The reality of Buduburam refugee camp was nothing that I could have ever prepared myself for. I found Winifred and her family among more than 42,000 others, a great mass of humanity crammed into 140 acres, with no clean water, no toilets.
Families of six to a dozen living in 10-by-12 shacks, with no beds, no chairs, few blankets. Unaccompanied kids running around. Grinding poverty everywhere I looked, and life-threatening illnesses: HIV/AIDS. Malaria. Tuberculosis. Water-borne diseases.
Most people were surviving on one meal a day—sometimes less. Children were taking care of children.
I returned home to Seattle, more troubled than ever. I’d had hard times, sure. But I’d never gone hungry, never been cold, never lacked a roof over my head. At Buduburam, the tragedy was on a scale I’d never witnessed.
The suffering was extreme. There was so much need. Where could I possibly start to make a difference?
One day not long after I’d gotten back from Ghana, I went into my kitchen to get a snack. A small sound stopped me. Plink. The sink faucet was dripping ever so slightly. I stood there, mesmerized, and watched the water form a bead dangling from the lip of the faucet. The bead got fuller, heavier, then fell.
I couldn’t take my eyes off that tiny, glistening drop. Water. It seemed like such a simple, basic thing, that I’d taken it for granted. But for the people at Buduburam, it was a matter of life or death. A mom at the camp with no water or money would watch her child die.
I turned off the faucet, tight, suddenly angry at myself. I’d prided myself on living simply. My parents weren’t rich. Dad would keep fixing a car until it couldn’t run any longer. Mom did upholstery to pay for my shoes. I learned to sew and cook and can.
I’ve never been into expensive vacations or cars or clothes (I’m a thrift-store addict). But I didn’t live simply at all.
Here I was, in my warm, safe house, where I never had to worry about my kids having clean water to drink. It hit me how blessed I am for no reason. I knew what I had to do, what God wanted me to do—use the blessings he’d given me to help others.
You know that saying about being the change you want to see in the world? That’s why I created a ministry called Point Hope, to bring water—and more—to the people at Buduburam. Today there are 12 pumping stations at the camp.
We first tried to dig wells, but the water was too saline to be potable. Even that turned out to be a blessing, because it was perfect for fish ponds. Now we’re farming tilapia right on the camp. We have another farming project too, growing vegetables on a five-acre plot.
I don’t take anything for granted now. Not water. Not food. Not the roof over my head. I measure everything against what I saw at Buduburam in 2004.
I’ve returned to Ghana many times since then to check in on the water and farming projects, bring supplies to the clinic and meet with people I’ve come to consider friends. (Winifred is doing great with her own hair-braiding business and a baby girl named Delilah!)
My kids started to get used to me flying across the world.

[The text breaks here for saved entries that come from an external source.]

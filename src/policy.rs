// Policy core - composition root
//
// Builds the device registry, loads the privacy table, wires the routers and
// owns the event monitor. Everything is explicitly constructed and passed
// down; nothing here is process-global.

use anyhow::{Context, Result};
use colored::Colorize;
use std::sync::Arc;
use tracing::{info, warn};

use crate::audio::devices::{AudioDeviceManager, AudioStateManager, DeviceChangeEvent, DeviceMonitor};
use crate::audio::routers::AudioRouterCenter;
use crate::audio::types::{AudioDeviceDescriptor, AudioScene, SourceType, StreamUsage};
use crate::config::PolicyConfig;

#[derive(Debug)]
pub struct AudioPolicyCore {
    config: PolicyConfig,
    device_manager: Arc<AudioDeviceManager>,
    state_manager: Arc<AudioStateManager>,
    router_center: AudioRouterCenter,
    monitor: DeviceMonitor,
}

impl AudioPolicyCore {
    /// Assemble the policy core. A broken privacy file is logged and the core
    /// starts without a table.
    pub fn new(config: PolicyConfig) -> Result<Self> {
        if config.monitor.event_channel_capacity == 0 {
            anyhow::bail!("Device event channel capacity must be at least 1");
        }
        if config.device_debug {
            crate::log::set_device_debug(true);
        }

        let device_manager = Arc::new(AudioDeviceManager::new());
        match &config.privacy_config_path {
            Some(path) => {
                if !device_manager.parse_device_xml(path) {
                    warn!(
                        "{} Continuing without privacy table from {}",
                        "POLICY_DEGRADED".bright_yellow(),
                        path.display()
                    );
                }
            }
            None => info!("No privacy table configured, only default devices are classified"),
        }

        let state_manager = Arc::new(AudioStateManager::new());
        let router_center = AudioRouterCenter::new(
            device_manager.clone(),
            state_manager.clone(),
            config.router_profile,
            config.cockpit_category,
        );
        let monitor = DeviceMonitor::new(device_manager.clone(), Some(config.monitor.clone()));

        info!(
            "{} Audio policy core ready ({:?} profile)",
            "POLICY_INIT".bright_green(),
            config.router_profile
        );

        Ok(Self {
            config,
            device_manager,
            state_manager,
            router_center,
            monitor,
        })
    }

    pub fn config(&self) -> &PolicyConfig {
        &self.config
    }

    pub fn device_manager(&self) -> &Arc<AudioDeviceManager> {
        &self.device_manager
    }

    pub fn state_manager(&self) -> &Arc<AudioStateManager> {
        &self.state_manager
    }

    pub fn router_center(&self) -> &AudioRouterCenter {
        &self.router_center
    }

    pub fn monitor(&self) -> &DeviceMonitor {
        &self.monitor
    }

    /// Start applying queued device events
    pub async fn start(&self) -> Result<()> {
        self.monitor
            .start_monitoring()
            .await
            .context("Failed to start device event monitoring")
    }

    pub async fn shutdown(&self) {
        self.monitor.stop_monitoring().await;
    }

    pub async fn on_device_connected(&self, desc: AudioDeviceDescriptor) -> Result<()> {
        self.monitor.submit(DeviceChangeEvent::connected(desc)).await
    }

    pub async fn on_device_disconnected(&self, desc: AudioDeviceDescriptor) -> Result<()> {
        self.monitor.submit(DeviceChangeEvent::disconnected(desc)).await
    }

    pub fn fetch_output_device(
        &self,
        stream_usage: StreamUsage,
        client_uid: i32,
        audio_scene: AudioScene,
    ) -> AudioDeviceDescriptor {
        self.router_center
            .fetch_output_device(stream_usage, client_uid, audio_scene)
    }

    pub fn fetch_input_device(&self, source_type: SourceType, client_uid: i32) -> AudioDeviceDescriptor {
        self.router_center.fetch_input_device(source_type, client_uid)
    }
}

With so many children, life at home was always fun and interesting—and busy. Sometimes I worried I was stretching myself too thin.
Then one day last August, I walked into Buduburam. My eyes met the eyes of a little girl, a refugee from Liberia. I knew instantly what was happening. You have plenty of kids to take care of, I told myself. What are you thinking?
But I knew. This little girl, Willette, was my daughter. And she knew that I was her mother. That same day, I met another girl named Mercy, another Liberian war orphan. I had that same unshakable feeling that we were family.
I had never had any intention of adding to my big brood, but God surprised me, the way he did with that e-mail that first brought me to the Buduburam camp.
Both girls wanted to start fresh in America, with new names. Mercy decided to be called Angel. And Willette? She chose Blessing. Their names couldn’t be more fitting. Every day the girls remind me of the angels who have surrounded me and the many blessings that have come to me.
And they remind me of Africa—where so much remains to be done. And with enough compassion and commitment, faith and work, we can bring more hope, and save more lives. You. Me. All of us.